Booth Id:
BMED019
Category:
Biomedical and Health Sciences
Year:
2023
Finalist Names:
Tang, Sin-Wei (School: National Tainan First Senior High School)
Abstract:
Drug resistance is one of the greatest obstacles during cancer treatment. It is urgent to solve this clinical issue globally. Previous study indicated that USP24, a deubiquitinase, can promote drug resistance and cause genomic instability. In this study, we first discovered that a novel USP24 inhibitor, NCI677397, can induce autophagy. Further, the down regulation of USP24 during mitosis decreased TRAF6, a ubiquitin E3 ligase of Beclin-1, and resulted in the induction of autophagy. Inhibiting autophagy with bafilomycin A1 during mitosis not only delayed the mitotic progression but also increased the amount of DNA debris, implying that mitotic autophagy plays an indispensable role in the maintenance of genomic integrity. We discovered that mitotic autophagy was inhibited by the higher USP24 level in drug resistant cell line, A549-T24, which will cause a higher rate of genomic instability, and contribute to the development of heterogeneity, subsequently leading to drug resistance. Last but not least, we found out that USP24 inhibitor, NCI677397, has the ability to eliminate drug resistance to chemotherapy and target therapy in an autophagy-dependent manner.
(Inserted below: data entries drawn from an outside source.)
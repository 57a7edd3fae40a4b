use serde::Serialize;

use crate::models::Quote;
use crate::store::ReflectionStore;
use crate::suggest::{suggest_tags, SEED_TAGS};

#[derive(Debug, Clone, Copy, PartialEq, Eq, Serialize)]
#[serde(rename_all = "snake_case")]
pub enum DraftPhase {
    Editing,
    Saving,
    Saved,
}

#[derive(Debug, thiserror::Error)]
pub enum DraftError {
    #[error("reflection cannot be saved: the note is blank or a save already ran")]
    NotReady,
    #[error(transparent)]
    Store(#[from] sqlx::Error),
}

/// A reflection being written against a quote.
///
/// Moves from `Editing` to `Saving` to `Saved`; `Saved` is terminal and a
/// new reflection needs a new draft. Suggestions are recomputed from the tag
/// history on every input change and on every tag add or removal.
#[derive(Debug, Clone, Serialize)]
pub struct ReflectionDraft {
    note: String,
    tags: Vec<String>,
    tag_input: String,
    suggestions: Vec<String>,
    phase: DraftPhase,
    #[serde(skip)]
    history: Vec<String>,
}

impl ReflectionDraft {
    pub fn new(history: Vec<String>) -> Self {
        let mut draft = Self {
            note: String::new(),
            tags: Vec::new(),
            tag_input: String::new(),
            suggestions: Vec::new(),
            phase: DraftPhase::Editing,
            history,
        };
        draft.refresh_suggestions();
        draft
    }

    /// Start a draft with the stored tag history, falling back to
    /// [`SEED_TAGS`] when no tag has been used yet.
    pub async fn load(store: &ReflectionStore) -> Result<Self, sqlx::Error> {
        let mut history = store.get_all_tags().await?;
        if history.is_empty() {
            history = SEED_TAGS.iter().map(|t| t.to_string()).collect();
        }
        Ok(Self::new(history))
    }

    pub fn note(&self) -> &str {
        &self.note
    }

    pub fn tags(&self) -> &[String] {
        &self.tags
    }

    pub fn tag_input(&self) -> &str {
        &self.tag_input
    }

    pub fn suggestions(&self) -> &[String] {
        &self.suggestions
    }

    pub fn phase(&self) -> DraftPhase {
        self.phase
    }

    pub fn set_note(&mut self, note: impl Into<String>) {
        self.note = note.into();
    }

    pub fn set_tag_input(&mut self, input: impl Into<String>) {
        self.tag_input = input.into();
        self.refresh_suggestions();
    }

    /// Attach a tag. Blank and already attached names are ignored. Returns
    /// whether the tag was added.
    pub fn add_tag(&mut self, tag: &str) -> bool {
        let trimmed = tag.trim();
        if trimmed.is_empty() || self.tags.iter().any(|t| t == trimmed) {
            return false;
        }
        self.tags.push(trimmed.to_string());
        self.tag_input.clear();
        self.refresh_suggestions();
        true
    }

    pub fn remove_tag(&mut self, tag: &str) {
        self.tags.retain(|t| t != tag);
        self.refresh_suggestions();
    }

    pub fn can_save(&self) -> bool {
        self.phase == DraftPhase::Editing && !self.note.trim().is_empty()
    }

    /// Persist the draft against `quote`. On failure the draft goes back to
    /// `Editing` so the save can be retried.
    pub async fn save(&mut self, store: &ReflectionStore, quote: &Quote) -> Result<i64, DraftError> {
        if !self.can_save() {
            return Err(DraftError::NotReady);
        }

        self.phase = DraftPhase::Saving;
        match store
            .save_reflection(&quote.text, &quote.author, &self.note, &self.tags)
            .await
        {
            Ok(id) => {
                self.phase = DraftPhase::Saved;
                Ok(id)
            }
            Err(e) => {
                self.phase = DraftPhase::Editing;
                Err(e.into())
            }
        }
    }

    fn refresh_suggestions(&mut self) {
        self.suggestions = suggest_tags(&self.history, &self.tag_input, &self.tags);
    }
}

#[cfg(test)]
mod tests {
    use super::*;

    fn history() -> Vec<String> {
        ["Work", "Workouts", "Family"].iter().map(|t| t.to_string()).collect()
    }

    #[test]
    fn starts_editing_with_history_suggestions() {
        let draft = ReflectionDraft::new(history());
        assert_eq!(draft.phase(), DraftPhase::Editing);
        assert_eq!(draft.suggestions(), history().as_slice());
        assert!(!draft.can_save());
    }

    #[test]
    fn typing_filters_suggestions() {
        let mut draft = ReflectionDraft::new(history());
        draft.set_tag_input("wor");
        assert_eq!(draft.suggestions(), ["Work", "Workouts"]);
    }

    #[test]
    fn adding_a_tag_clears_input_and_hides_it() {
        let mut draft = ReflectionDraft::new(history());
        draft.set_tag_input("wor");
        assert!(draft.add_tag(" Work "));
        assert_eq!(draft.tags(), ["Work"]);
        assert_eq!(draft.tag_input(), "");
        assert_eq!(draft.suggestions(), ["Workouts", "Family"]);
    }

    #[test]
    fn duplicate_and_blank_tags_are_ignored() {
        let mut draft = ReflectionDraft::new(history());
        assert!(draft.add_tag("Work"));
        assert!(!draft.add_tag("Work"));
        assert!(!draft.add_tag("   "));
        assert_eq!(draft.tags(), ["Work"]);
    }

    #[test]
    fn removing_a_tag_keeps_current_input() {
        let mut draft = ReflectionDraft::new(history());
        draft.add_tag("Work");
        draft.set_tag_input("wor");
        assert_eq!(draft.suggestions(), ["Workouts"]);
        draft.remove_tag("Work");
        assert_eq!(draft.suggestions(), ["Work", "Workouts"]);
        assert_eq!(draft.tag_input(), "wor");
    }

    #[test]
    fn blank_note_cannot_be_saved() {
        let mut draft = ReflectionDraft::new(history());
        draft.set_note("  \n ");
        assert!(!draft.can_save());
        draft.set_note("Grateful for the walk");
        assert!(draft.can_save());
    }
}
To sum up, our study not only reveals how USP24 negatively regulates autophagy during mitosis, but also demonstrates that mitotic autophagy can facilitate the maintenance of genomic integrity, thereby preventing the development of drug resistance. Accordingly, we propose that targeting USP24 with USP24 inhibitor can eliminate drug resistance through inducing autophagy in lung cancer treatment.